[PROBLEM] Up to and including the line with "own trigger in", please reproduce the lines below exactly, beginning with the first.

------------------------------------------------------------

//! Canonicalizer — collapses literal SQL text into a comparable query shape.
//!
//! Two queries that differ only in literal values, list lengths or predicate
//! content canonicalize to the same string; queries that differ in kind or in
//! the touched table do not.
//!
//! The rewrites run in the fixed order of [`PIPELINE`]. Each one sees the
//! output of the previous step, so reordering them changes the result.
//! Whitespace is collapsed both before and after literal stripping because
//! substitution can open new whitespace runs.
//!
//! [`canonicalize`] repeats the pipeline until the text stops changing, which
//! keeps `canonicalize(canonicalize(q)) == canonicalize(q)` for inputs where a
//! single pass re-creates a trigger (multi-row `VALUES (..),(..)` lists being
//! the common case).

use regex::{NoExpand, Regex};
use std::sync::OnceLock;

/// Upper bound on pipeline passes. Every rewrite settles its own trigger in
/// one pass; a second pass catches triggers opened by a later step.
const MAX_PASSES: usize = 8;

/// Function names that get a space before their opening parenthesis.
const SPACED_FUNCTIONS: &[&str] = &["SNIPPETS"];

/// Statement kinds whose shape is just the kind plus the target table.
const TRUNCATED_KINDS: &[&str] = &["UPDATE", "CALL"];

macro_rules! regex {
    ($name:ident, $pattern:expr) => {
        fn $name() -> &'static Regex {
            static RE: OnceLock<Regex> = OnceLock::new();
            RE.get_or_init(|| Regex::new($pattern).expect("valid canonicalizer regex"))
        }
    };
}

regex!(whitespace_run_re, r"\s{2,}");
regex!(block_comment_re, r"\s?/\*.+\*/");
regex!(like_literal_re, r"LIKE '[^']+'");
regex!(like_clause_re, r"(?i)(or|and) [^\s]+ LIKE X");
regex!(escaped_backslash_re, r"\\\\");
regex!(escaped_single_quote_re, r"\\'");
regex!(escaped_double_quote_re, r#"\\""#);
regex!(single_quoted_re, r"'[^']*'");
regex!(double_quoted_re, r#""[^"]*""#);
regex!(any_whitespace_re, r"\s+");
regex!(number_re, r"-?[0-9]+");
regex!(value_list_re, r"(?i) (IN|VALUES)\s*\([^,]+,[^)]+\)");
regex!(
    multi_row_values_re,
    r"(?i) (VALUES)\s*\((?:[^()]|\([^()]*\))*\)(?:\s*,\s*\((?:[^()]|\([^()]*\))*\))+"
);
regex!(number_list_re, r"(N,+)+");
regex!(literal_list_re, r"(X,+)+");
regex!(serialized_array_re, r"(i:N;)+");
regex!(where_tail_re, r"WHERE.*");

/// One named step of the canonicalization pipeline.
#[derive(Clone, Copy)]
pub struct Rewrite {
    pub name: &'static str,
    pub apply: fn(&str) -> String,
}

impl std::fmt::Debug for Rewrite {
    fn fmt(&self, f: &mut std::fmt::Formatter<'_>) -> std::fmt::Result {
        f.debug_tuple("Rewrite").field(&self.name).finish()
    }
}

/// The rewrites in application order.
pub const PIPELINE: &[Rewrite] = &[
    Rewrite { name: "collapse_whitespace_runs", apply: collapse_whitespace_runs },
    Rewrite { name: "strip_block_comments", apply: strip_block_comments },
    Rewrite { name: "space_function_calls", apply: space_function_calls },
    Rewrite { name: "truncate_by_kind", apply: truncate_by_kind },
    Rewrite { name: "normalize_likes", apply: normalize_likes },
    Rewrite { name: "drop_escape_sequences", apply: drop_escape_sequences },
    Rewrite { name: "replace_quoted_literals", apply: replace_quoted_literals },
    Rewrite { name: "collapse_all_whitespace", apply: collapse_all_whitespace },
    Rewrite { name: "replace_numbers", apply: replace_numbers },
    Rewrite { name: "collapse_value_lists", apply: collapse_value_lists },
    Rewrite { name: "collapse_repeated_items", apply: collapse_repeated_items },
    Rewrite { name: "elide_where_clause", apply: elide_where_clause },
    Rewrite { name: "trim", apply: trim },
];

/// Canonical shape of `sql`, or `None` when there is no SQL at all.
pub fn generalize(sql: Option<&str>) -> Option<String> {
    sql.map(canonicalize)
}

/// Canonical shape of `sql`.
///
/// Never panics; for text with nothing to rewrite the result is the trimmed
/// input.
pub fn canonicalize(sql: &str) -> String {
    let mut current = apply_pipeline_once(sql);
    for _ in 1..MAX_PASSES {
        let next = apply_pipeline_once(&current);
        if next == current {
            return current;
        }
        current = next;
    }
    tracing::debug!(shape = %current, "canonical shape still changing after {MAX_PASSES} passes");
    current
}

/// Run every rewrite in [`PIPELINE`] exactly once.
pub fn apply_pipeline_once(sql: &str) -> String {
    PIPELINE
        .iter()
        .fold(sql.to_string(), |text, step| (step.apply)(&text))
}

// ---------------------------------------------------------------------------
// Rewrite steps
// ---------------------------------------------------------------------------

/// Step 1: runs of two or more whitespace characters become one space.
pub fn collapse_whitespace_runs(sql: &str) -> String {
    whitespace_run_re().replace_all(sql, " ").into_owned()
}

/// Step 2: drop `/* ... */` comments and one leading whitespace character.
///
/// The match is greedy, so everything between the first `/*` and the last
/// `*/` on a line goes.
pub fn strip_block_comments(sql: &str) -> String {
    block_comment_re().replace_all(sql, "").into_owned()
}

/// Step 3: `SNIPPETS(` → `SNIPPETS (`.
pub fn space_function_calls(sql: &str) -> String {
    SPACED_FUNCTIONS.iter().fold(sql.to_string(), |text, name| {
        text.replace(&format!("{name}("), &format!("{name} ("))
    })
}

/// Step 4: `UPDATE` and `CALL` statements keep only their first two tokens.
pub fn truncate_by_kind(sql: &str) -> String {
    let mut tokens = sql.split_whitespace();
    let Some(first) = tokens.next() else {
        return sql.to_string();
    };
    let kind = first.to_uppercase();
    if !TRUNCATED_KINDS.contains(&kind.as_str()) {
        return sql.to_string();
    }
    match tokens.next() {
        Some(target) => format!("{first} {target}"),
        None => first.to_string(),
    }
}

/// Step 5: erase `LIKE` patterns and fold repeated `OR/AND x LIKE X` clauses.
///
/// Consecutive repetitions of a clause become one occurrence followed by
/// ` ...`. A marker left by an earlier pass is absorbed rather than doubled.
pub fn normalize_likes(sql: &str) -> String {
    let sql = sql.replace('%', "");
    let mut sql = like_literal_re().replace_all(&sql, "LIKE X").into_owned();

    let mut clauses: Vec<String> = Vec::new();
    for found in like_clause_re().find_iter(&sql) {
        if !clauses.iter().any(|c| c == found.as_str()) {
            clauses.push(found.as_str().to_string());
        }
    }

    for clause in clauses {
        let pattern = format!(r"(\s?{})+( \.\.\.)?", regex::escape(&clause));
        let Ok(repeated) = Regex::new(&pattern) else {
            continue;
        };
        let replacement = format!(" {clause} ...");
        sql = repeated
            .replace_all(&sql, NoExpand(&replacement))
            .into_owned();
    }

    sql
}

/// Step 6: delete `\\`, `\'` and `\"`.
pub fn drop_escape_sequences(sql: &str) -> String {
    let sql = escaped_backslash_re().replace_all(sql, "");
    let sql = escaped_single_quote_re().replace_all(&sql, "");
    escaped_double_quote_re().replace_all(&sql, "").into_owned()
}

/// Step 7: single- and double-quoted literals become `X`.
pub fn replace_quoted_literals(sql: &str) -> String {
    let sql = single_quoted_re().replace_all(sql, "X");
    double_quoted_re().replace_all(&sql, "X").into_owned()
}

/// Step 8: every whitespace run, including single tabs and newlines, becomes one space.
pub fn collapse_all_whitespace(sql: &str) -> String {
    any_whitespace_re().replace_all(sql, " ").into_owned()
}

/// Step 9: digit runs, with an optional leading minus, become `N`.
pub fn replace_numbers(sql: &str) -> String {
    number_re().replace_all(sql, "N").into_owned()
}

/// Step 10: `IN (a, b, ...)` and `VALUES (a, b, ...)` become `(XYZ)`.
///
/// A multi-row `VALUES (..),(..)` becomes a single `(XYZ)` whatever the row
/// count. Single lists without a comma are kept, so `IN (N)` stays as is.
pub fn collapse_value_lists(sql: &str) -> String {
    let sql = multi_row_values_re().replace_all(sql, " ${1} (XYZ)");
    value_list_re()
        .replace_all(&sql, " ${1} (XYZ)")
        .into_owned()
}

/// Step 11: `N,N,N` → `N..NN`, `X,X` → `X..XX`, `i:N;i:N;` → `N..N`.
///
/// Empty items (`N,,N`) belong to the run.
pub fn collapse_repeated_items(sql: &str) -> String {
    let sql = number_list_re().replace_all(sql, "N..N");
    let sql = literal_list_re().replace_all(&sql, "X..X");
    serialized_array_re()
        .replace_all(&sql, "N..N")
        .into_owned()
}

/// Step 12: everything from the first `WHERE` on becomes the bare keyword.
pub fn elide_where_clause(sql: &str) -> String {
    where_tail_re().replace(sql, "WHERE").into_owned()
}

/// Step 13.
pub fn trim(sql: &str) -> String {
    sql.trim().to_string()
}

// ---------------------------------------------------------------------------
// Tests
// ---------------------------------------------------------------------------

------------------------------------------------------------

[TASK RESPONSE]
//! Canonicalizer — collapses literal SQL text into a comparable query shape.
//!
//! Two queries that differ only in literal values, list lengths or predicate
//! content canonicalize to the same string; queries that differ in kind or in
//! the touched table do not.
//!
//! The rewrites run in the fixed order of [`PIPELINE`]. Each one sees the
//! output of the previous step, so reordering them changes the result.
//! Whitespace is collapsed both before and after literal stripping because
//! substitution can open new whitespace runs.
//!
//! [`canonicalize`] repeats the pipeline until the text stops changing, which
//! keeps `canonicalize(canonicalize(q)) == canonicalize(q)` for inputs where a
//! single pass re-creates a trigger (multi-row `VALUES (..),(..)` lists being
//! the common case).

use regex::{NoExpand, Regex};
use std::sync::OnceLock;

/// Upper bound on pipeline passes. Every rewrite settles its own trigger in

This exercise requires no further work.